Boat carrying aid for Myanmar cyclone victims sinks
uncredited photo -- probably AP

Many of these huge natural disasters are being linked to global warming. I didn't read anything about that in this article, but I imagine it will be said later. In the meantime, everything is compounded by multiples because the government there won't let in any foreign aid. They are turning away huge ships of food and medical supplies -- "a junta that human rights advocates say is putting its own survival before that of a storm-ravaged population."

I thought I was reading aside. What scares me now, though, is how often oil is linked in to almost anything you look into. That's why I picked this project, of course -- it was no accident, I may have said before. I wrote my undergraduate thesis 16 years ago on the first gulf war -- went on to write about the second gulf war -- a friend said yesterday that gifts of circumstance come by accident. I disagree. We are always preparing to be in the right place at the right time -- with discipline and patience and practice.

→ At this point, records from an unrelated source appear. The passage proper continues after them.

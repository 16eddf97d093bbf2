//! SeaORM entities, one module per table

pub mod assignment;
pub mod bundle;
pub mod bundle_course;
pub mod calendar_event;
pub mod certificate;
pub mod coupon;
pub mod coupon_redemption;
pub mod course;
pub mod course_module;
pub mod course_prerequisite;
pub mod course_tag;
pub mod enrollment;
pub mod forum_post;
pub mod forum_reply;
pub mod import_job;
pub mod instructor_answer;
pub mod instructor_question;
pub mod learning_path;
pub mod learning_path_course;
pub mod lesson;
pub mod lesson_progress;
pub mod media_asset;
pub mod payment;
pub mod quiz;
pub mod quiz_attempt;
pub mod quiz_question;
pub mod recommendation;
pub mod referral;
pub mod referral_code;
pub mod review;
pub mod share_link;
pub mod submission;
pub mod subscription;
pub mod tag;
pub mod teacher_earning;
pub mod user;
pub mod video_bookmark;
pub mod video_note;
pub mod waitlist_entry;
pub mod watch_activity;
pub mod watch_progress;
pub mod whiteboard;
pub mod whiteboard_action;
pub mod wishlist_item;

pub use assignment::Entity as Assignment;
pub use bundle::Entity as Bundle;
pub use bundle_course::Entity as BundleCourse;
pub use calendar_event::Entity as CalendarEvent;
pub use certificate::Entity as Certificate;
pub use coupon::Entity as Coupon;
pub use coupon_redemption::Entity as CouponRedemption;
pub use course::Entity as Course;
pub use course_module::Entity as CourseModule;
pub use course_prerequisite::Entity as CoursePrerequisite;
pub use course_tag::Entity as CourseTag;
pub use enrollment::Entity as Enrollment;
pub use forum_post::Entity as ForumPost;
pub use forum_reply::Entity as ForumReply;
pub use import_job::Entity as ImportJob;
pub use instructor_answer::Entity as InstructorAnswer;
pub use instructor_question::Entity as InstructorQuestion;
pub use learning_path::Entity as LearningPath;
pub use learning_path_course::Entity as LearningPathCourse;
pub use lesson::Entity as Lesson;
pub use lesson_progress::Entity as LessonProgress;
pub use media_asset::Entity as MediaAsset;
pub use payment::Entity as Payment;
pub use quiz::Entity as Quiz;
pub use quiz_attempt::Entity as QuizAttempt;
pub use quiz_question::Entity as QuizQuestion;
pub use recommendation::Entity as Recommendation;
pub use referral::Entity as Referral;
pub use referral_code::Entity as ReferralCode;
pub use review::Entity as Review;
pub use share_link::Entity as ShareLink;
pub use submission::Entity as Submission;
pub use subscription::Entity as Subscription;
pub use tag::Entity as Tag;
pub use teacher_earning::Entity as TeacherEarning;
pub use user::Entity as User;
pub use video_bookmark::Entity as VideoBookmark;
pub use video_note::Entity as VideoNote;
pub use waitlist_entry::Entity as WaitlistEntry;
pub use watch_activity::Entity as WatchActivity;
pub use watch_progress::Entity as WatchProgress;
pub use whiteboard::Entity as Whiteboard;
pub use whiteboard_action::Entity as WhiteboardAction;
pub use wishlist_item::Entity as WishlistItem;
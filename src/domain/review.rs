//! Ratings

use serde::{Deserialize, Serialize};

use crate::shared::errors::{DomainError, DomainResult};

pub fn validate_rating(rating: i32) -> DomainResult<i32> {
    if (1..=5).contains(&rating) {
        Ok(rating)
    } else {
        Err(DomainError::validation("Rating must be between 1 and 5"))
    }
}

/// Aggregate of a course's ratings. `distribution[i]` counts `i + 1` stars.
#[derive(Debug, Clone, PartialEq, Serialize, Deserialize)]
pub struct RatingSummary {
    pub average: f64,
    pub count: u64,
    pub distribution: [u64; 5],
}

impl RatingSummary {
    pub fn from_ratings(ratings: &[i32]) -> Self {
        let mut distribution = [0u64; 5];
        let mut sum = 0i64;
        let mut count = 0u64;
        for r in ratings.iter().copied().filter(|r| (1..=5).contains(r)) {
            distribution[(r - 1) as usize] += 1;
            sum += r as i64;
            count += 1;
        }
        let average = if count > 0 {
            ((sum as f64 / count as f64) * 100.0).round() / 100.0
        } else {
            0.0
        };
        Self {
            average,
            count,
            distribution,
        }
    }
}

#[cfg(test)]
mod tests {
    use super::*;

    #[test]
    fn summary_counts_each_star() {
        let s = RatingSummary::from_ratings(&[5, 4, 4, 1]);
        assert_eq!(s.count, 4);
        assert_eq!(s.distribution, [1, 0, 0, 2, 1]);
        assert!((s.average - 3.5).abs() < f64::EPSILON);
    }

    #[test]
    fn empty_summary() {
        let s = RatingSummary::from_ratings(&[]);
        assert_eq!(s.count, 0);
        assert_eq!(s.average, 0.0);
    }

    #[test]
    fn rating_bounds() {
        assert!(validate_rating(0).is_err());
        assert!(validate_rating(6).is_err());
        assert_eq!(validate_rating(5).unwrap(), 5);
    }
}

Here's the 18th paragraph of the NY Time article today about the disaster:

There has been some discussion, a second senior administration official said, of whether the United States and France should take measures against Chevron and the French oil and gas company Total for their work on a natural gas pipeline in southern Myanmar, from which the military junta derives much of its wealth. American sanctions against Myanmar ban most companies from working there, but Chevron owns a 28 percent stake in the pipeline, which is operated by Total.

The official, who spoke on the condition of anonymity, said that so far, talk of suspending Chevron’s payments to Myanmar, formerly Burma, had not gone very far.